use thiserror::Error;
use uuid::Uuid;

use crate::models::{JobPosting, JobType};

/// Which slot of the canonical pair the acting posting occupies
#[derive(Debug, Clone, Copy, PartialEq, Eq)]
pub enum PairSlot {
    Employer,
    Worker,
}

/// Canonical (employer, worker) ordering of a posting pair.
///
/// The seeking_worker posting always lands in the employer slot, so relation
/// lookups are independent of which side initiated the interest. Apply this
/// before every interest-relation store access.
#[derive(Debug, Clone, Copy, PartialEq, Eq)]
pub struct CanonicalPair {
    pub employer_job_id: Uuid,
    pub worker_job_id: Uuid,
    pub acting_slot: PairSlot,
}

#[derive(Debug, Clone, Copy, PartialEq, Eq, Error)]
pub enum PairingError {
    #[error("both postings are {0:?}; interest requires one employer and one worker posting")]
    SameSide(JobType),
}

/// Normalize an (acting, target) posting pair into canonical order.
///
/// Rejects pairs where both postings are on the same side of the market;
/// such a relation would be degenerate and can never match.
pub fn canonical_pair(acting: &JobPosting, target: &JobPosting) -> Result<CanonicalPair, PairingError> {
    if acting.job_type == target.job_type {
        return Err(PairingError::SameSide(acting.job_type));
    }

    Ok(match acting.job_type {
        JobType::SeekingWorker => CanonicalPair {
            employer_job_id: acting.id,
            worker_job_id: target.id,
            acting_slot: PairSlot::Employer,
        },
        JobType::SeekingWork => CanonicalPair {
            employer_job_id: target.id,
            worker_job_id: acting.id,
            acting_slot: PairSlot::Worker,
        },
    })
}

#[cfg(test)]
mod tests {
    use super::*;
    use crate::models::{ExperienceLevel, JobCategory};
    use chrono::Utc;

    fn posting(job_type: JobType) -> JobPosting {
        JobPosting {
            id: Uuid::new_v4(),
            job_type,
            category: JobCategory::Electrician,
            name: "Test".to_string(),
            phone: "555-0100".to_string(),
            hourly_rate: 35.0,
            experience_level: ExperienceLevel::Intermediate,
            description: String::new(),
            location: "Berlin".to_string(),
            created_at: Utc::now(),
            is_active: true,
        }
    }

    #[test]
    fn test_employer_acting_keeps_employer_slot() {
        let employer = posting(JobType::SeekingWorker);
        let worker = posting(JobType::SeekingWork);

        let pair = canonical_pair(&employer, &worker).unwrap();
        assert_eq!(pair.employer_job_id, employer.id);
        assert_eq!(pair.worker_job_id, worker.id);
        assert_eq!(pair.acting_slot, PairSlot::Employer);
    }

    #[test]
    fn test_worker_acting_swaps_into_canonical_order() {
        let employer = posting(JobType::SeekingWorker);
        let worker = posting(JobType::SeekingWork);

        let pair = canonical_pair(&worker, &employer).unwrap();
        assert_eq!(pair.employer_job_id, employer.id);
        assert_eq!(pair.worker_job_id, worker.id);
        assert_eq!(pair.acting_slot, PairSlot::Worker);
    }

    #[test]
    fn test_canonical_order_is_direction_independent() {
        let employer = posting(JobType::SeekingWorker);
        let worker = posting(JobType::SeekingWork);

        let forward = canonical_pair(&employer, &worker).unwrap();
        let reverse = canonical_pair(&worker, &employer).unwrap();
        assert_eq!(forward.employer_job_id, reverse.employer_job_id);
        assert_eq!(forward.worker_job_id, reverse.worker_job_id);
    }

    #[test]
    fn test_same_side_pairs_rejected() {
        let a = posting(JobType::SeekingWorker);
        let b = posting(JobType::SeekingWorker);
        assert_eq!(
            canonical_pair(&a, &b),
            Err(PairingError::SameSide(JobType::SeekingWorker))
        );

        let c = posting(JobType::SeekingWork);
        let d = posting(JobType::SeekingWork);
        assert_eq!(
            canonical_pair(&c, &d),
            Err(PairingError::SameSide(JobType::SeekingWork))
        );
    }
}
--------------------
DIRECTIONS
Set down, unchanged, the line that contains "assert_eq!(pair.acting_slot, PairSlot::Worker);" together with every later line in the records, through the last one.

OUTPUT OF THE TASK
        assert_eq!(pair.acting_slot, PairSlot::Worker);
    }

    #[test]
    fn test_canonical_order_is_direction_independent() {
        let employer = posting(JobType::SeekingWorker);
        let worker = posting(JobType::SeekingWork);

        let forward = canonical_pair(&employer, &worker).unwrap();
        let reverse = canonical_pair(&worker, &employer).unwrap();
        assert_eq!(forward.employer_job_id, reverse.employer_job_id);
        assert_eq!(forward.worker_job_id, reverse.worker_job_id);
    }

    #[test]
    fn test_same_side_pairs_rejected() {
        let a = posting(JobType::SeekingWorker);
        let b = posting(JobType::SeekingWorker);
        assert_eq!(
            canonical_pair(&a, &b),
            Err(PairingError::SameSide(JobType::SeekingWorker))
        );

        let c = posting(JobType::SeekingWork);
        let d = posting(JobType::SeekingWork);
        assert_eq!(
            canonical_pair(&c, &d),
            Err(PairingError::SameSide(JobType::SeekingWork))
        );
    }
}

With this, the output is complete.